Wireless Security Protocols:
- WEP/WEP2: The Wireless Equivalent Protocol is a security protocol that works using the RC4 cryptography. The key length is generally 40 or 104 bits, with a key life of 24 bits IV. The key is generated using concatenation technique and it is a open or shared key.
- WPA/WPA2: The Wi-Fi Protected Access is a security protocol using AES cryptography. The key length is 128 bit, with a key life of 48 bit IV. The key is produced through two phase mixing in case of WPA and it is not needed in case of WPA2. The key management is done through EAS and is authenticated by 802.11x or PSK.
Firewall is a security system that monitors the incoming and outgoing traffic based on the predetermined security rules. It is like a semipermeable wall between a client and the server or internet. It filters out all the untrusted network from accessing the client’s data.
Based on how firewalls can be implemented there are two types:
- Rule Based Firewalls: Rules based firewall systems use rules to control communication between hosts inside and outside the firewall. These rules are a single line of text information containing network addresses and virtual port numbers of services that are permitted or denied. Example on how to implement this is: iptables -A INPUT -s 192.168.abc.xyz -j DROP.
- Policy Based Firewalls: Policy-based systems are more flexible than rules based systems. They allow the administrator to define conditions under which general types of communication are permitted, as well as specifying what functions and services will be performed to provide that communication. Example to implement this type of firewall is: iptables -P FORWARD DROP.
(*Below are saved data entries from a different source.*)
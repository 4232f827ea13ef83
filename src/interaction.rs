//! Interaction coordinator: hover/select propagation across a reaction's
//! neighborhood, and the zoom-level interpolation feeding opacity and label
//! scaling. Pure state + functions; the hosting shell owns the actual event
//! loop and applies the returned mutations.

use crate::diagram::types::Elements;
use crate::properties::Properties;

/// Zoom window (in percent) over which detail styling ramps.
const ZOOM_DETAIL_START: f64 = 130.0;
const ZOOM_DETAIL_END: f64 = 150.0;

#[derive(Debug, Clone, Copy, PartialEq, Eq)]
pub enum Action {
    Hover,
    DeHover,
    Select,
}

/// Per-instance re-entrancy guards. Each diagram view (main, comparison,
/// legend) owns its own coordinator, so guards are never shared between
/// views.
#[derive(Debug, Default)]
pub struct Interaction {
    hovering: bool,
    de_hovering: bool,
    selecting: bool,
}

impl Interaction {
    pub fn new() -> Self {
        Self::default()
    }

    fn flag_mut(&mut self, action: Action) -> &mut bool {
        match action {
            Action::Hover => &mut self.hovering,
            Action::DeHover => &mut self.de_hovering,
            Action::Select => &mut self.selecting,
        }
    }

    /// Try to enter an action; returns false when the same action is already
    /// in flight on this instance (an event handler re-triggered itself).
    pub fn begin(&mut self, action: Action) -> bool {
        let flag = self.flag_mut(action);
        if *flag {
            return false;
        }
        *flag = true;
        true
    }

    pub fn end(&mut self, action: Action) {
        *self.flag_mut(action) = false;
    }

    /// A reaction node plus every edge touching it; hover and select treat
    /// the whole neighborhood as one unit.
    pub fn reaction_neighborhood(elements: &Elements, reaction_id: &str) -> Vec<String> {
        let mut ids = vec![reaction_id.to_string()];
        for edge in &elements.edges {
            if edge.data.source == reaction_id || edge.data.target == reaction_id {
                ids.push(edge.data.id.clone());
            }
        }
        ids
    }

    /// Elements gaining the hover class; empty when re-entered.
    pub fn hover_reaction(&mut self, elements: &Elements, reaction_id: &str) -> Vec<String> {
        self.guarded(Action::Hover, elements, reaction_id)
    }

    /// Elements losing the hover class; empty when re-entered.
    pub fn leave_reaction(&mut self, elements: &Elements, reaction_id: &str) -> Vec<String> {
        self.guarded(Action::DeHover, elements, reaction_id)
    }

    /// Elements to select alongside the reaction; empty when re-entered.
    pub fn select_reaction(&mut self, elements: &Elements, reaction_id: &str) -> Vec<String> {
        self.guarded(Action::Select, elements, reaction_id)
    }

    fn guarded(&mut self, action: Action, elements: &Elements, reaction_id: &str) -> Vec<String> {
        if !self.begin(action) {
            return Vec::new();
        }
        let ids = Self::reaction_neighborhood(elements, reaction_id);
        self.end(action);
        ids
    }
}

/// Style values that track the zoom level.
#[derive(Debug, Clone, PartialEq)]
pub struct ZoomStyle {
    /// Underlay opacity of subpathway cluster edges, 0..1.
    pub shadow_opacity: f64,
    /// Text opacity of cluster labels, 0..1.
    pub shadow_label_opacity: f64,
    /// Opacity of trivial molecules, 0..1.
    pub trivial_opacity: f64,
    pub font_size: f64,
    /// Label margin and width as percentages of the node box.
    pub label_margin: f64,
    pub label_max_width: f64,
}

/// Resolve the zoom-dependent styles at a zoom factor (1.0 = 100%).
pub fn zoom_style(properties: &Properties, zoom: f64) -> ZoomStyle {
    let z = zoom * 100.0;
    let base_font_size = properties.font.size.extract();
    let detail = [(ZOOM_DETAIL_START, 0.0), (ZOOM_DETAIL_END, 1.0)];

    ZoomStyle {
        shadow_opacity: interpolate(z, &properties.shadow.opacity.extract()) / 100.0,
        shadow_label_opacity: interpolate(z, &properties.shadow.label_opacity.extract()) / 100.0,
        trivial_opacity: interpolate(z, &properties.trivial.opacity.extract()) / 100.0,
        font_size: base_font_size - interpolate(z, &detail) * base_font_size / 2.0,
        label_margin: interpolate(z, &detail) * 25.0,
        label_max_width: 100.0 - interpolate(z, &detail) * 50.0,
    }
}

/// The zoom floor: never further out than where cluster labels are fully
/// opaque.
pub fn min_zoom(properties: &Properties, current: f64) -> f64 {
    let label_opacity = properties.shadow.label_opacity.extract();
    let floor = label_opacity.first().map(|&(z, _)| z / 100.0).unwrap_or(0.0);
    current.min(floor)
}

/// Piecewise-linear interpolation over ordered `(x, y)` control points,
/// clamped to the first/last value outside the range.
pub fn interpolate(x: f64, points: &[(f64, f64)]) -> f64 {
    let Some(&(first_x, first_y)) = points.first() else {
        return 0.0;
    };
    let &(last_x, last_y) = points.last().expect("non-empty");
    if x <= first_x {
        return first_y;
    }
    if x >= last_x {
        return last_y;
    }
    for pair in points.windows(2) {
        let (x0, y0) = pair[0];
        let (x1, y1) = pair[1];
        if x >= x0 && x <= x1 {
            return lerp(x, (x0, y0), (x1, y1));
        }
    }
    last_y
}

fn lerp(x: f64, p0: (f64, f64), p1: (f64, f64)) -> f64 {
    (p0.1 * (p1.0 - x) + p1.1 * (x - p0.0)) / (p1.0 - p0.0)
}

#[cfg(test)]
mod tests {
    use super::{Action, Interaction, interpolate, min_zoom, zoom_style};
    use crate::diagram::types::{EdgeData, EdgeDefinition, Elements, NodeData, NodeDefinition};
    use crate::properties::Properties;

    fn elements() -> Elements {
        let node = |id: &str, classes: &[&str]| NodeDefinition {
            data: NodeData {
                id: id.to_string(),
                ..Default::default()
            },
            classes: classes.iter().map(|c| c.to_string()).collect(),
            ..Default::default()
        };
        let edge = |id: &str, source: &str, target: &str| EdgeDefinition {
            data: EdgeData {
                id: id.to_string(),
                source: source.to_string(),
                target: target.to_string(),
                ..Default::default()
            },
            ..Default::default()
        };
        Elements {
            nodes: vec![
                node("1", &["Protein", "PhysicalEntity"]),
                node("10", &["transition", "reaction"]),
                node("2", &["Molecule", "PhysicalEntity"]),
            ],
            edges: vec![edge("1 --- 10", "1", "10"), edge("10 --> 2", "10", "2")],
        }
    }

    #[test]
    fn hover_propagates_to_adjacent_edges() {
        let elements = elements();
        let mut interaction = Interaction::new();
        let ids = interaction.hover_reaction(&elements, "10");
        assert_eq!(ids, vec!["10", "1 --- 10", "10 --> 2"]);
    }

    #[test]
    fn reentrant_actions_are_blocked_per_instance() {
        let elements = elements();
        let mut first = Interaction::new();
        let mut second = Interaction::new();

        assert!(first.begin(Action::Hover));
        // Re-entering the same action on the same instance is refused, and
        // the guarded helpers return nothing.
        assert!(!first.begin(Action::Hover));
        assert!(first.hover_reaction(&elements, "10").is_empty());
        // A different action, and a different instance, are unaffected.
        assert!(first.begin(Action::Select));
        assert!(second.begin(Action::Hover));

        first.end(Action::Hover);
        assert!(first.begin(Action::Hover));
    }

    #[test]
    fn interpolation_clamps_and_blends() {
        let curve = [(20.0, 100.0), (40.0, 0.0)];
        assert_eq!(interpolate(10.0, &curve), 100.0);
        assert_eq!(interpolate(50.0, &curve), 0.0);
        assert_eq!(interpolate(30.0, &curve), 50.0);
        assert_eq!(interpolate(20.0, &curve), 100.0);
    }

    #[test]
    fn zoom_style_follows_the_default_curves() {
        let properties = Properties::default();

        // Fully zoomed out: clusters visible, trivial entities hidden.
        let out = zoom_style(&properties, 0.2);
        assert_eq!(out.shadow_opacity, 0.2);
        assert_eq!(out.shadow_label_opacity, 1.0);
        assert_eq!(out.trivial_opacity, 0.0);
        assert_eq!(out.font_size, 12.0);
        assert_eq!(out.label_max_width, 100.0);

        // Deep zoom: clusters gone, labels shrink to make room.
        let deep = zoom_style(&properties, 1.5);
        assert_eq!(deep.shadow_opacity, 0.0);
        assert_eq!(deep.trivial_opacity, 1.0);
        assert_eq!(deep.font_size, 6.0);
        assert_eq!(deep.label_margin, 25.0);
        assert_eq!(deep.label_max_width, 50.0);
    }

    #[test]
    fn min_zoom_is_bounded_by_the_label_curve() {
        let properties = Properties::default();
        assert_eq!(min_zoom(&properties, 1.0), 0.2);
        assert_eq!(min_zoom(&properties, 0.1), 0.1);
    }
}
I have used the iptables tool in Kali Linux to implement the firewalls, there are many more such tools that can perform these tasks.
Intrusion Detection System(IDS):
Intrusion is the attempt to enter into a network without authentication. Intrusion Detection Systems alarm the system of possible intrusions. Its basic functions are:
- Identity suspicious activities
- Log Security events
- Attempt to block intrusion or limit damage
- Report intrusion attempts
Types of IDS:
Based on installation location:
- Network Intrusion Detection
- Host Intrusion Detection
Based on Detection:
- Signature Based Detection
- Anomaly Based Detection
Along with IDS there also exists IPS(Intrusion Prevention Systems) that prevents intrusion.
A very commonly used IDS is Security Onion. It is an open source Linux distribution, for intrusion detection, Enterprise security monitoring and Log Management.
It consists of:
NIDS: snort, suricata, squil, squert, bro.
Log Management: Elasticsearch, Logstash, Kibana.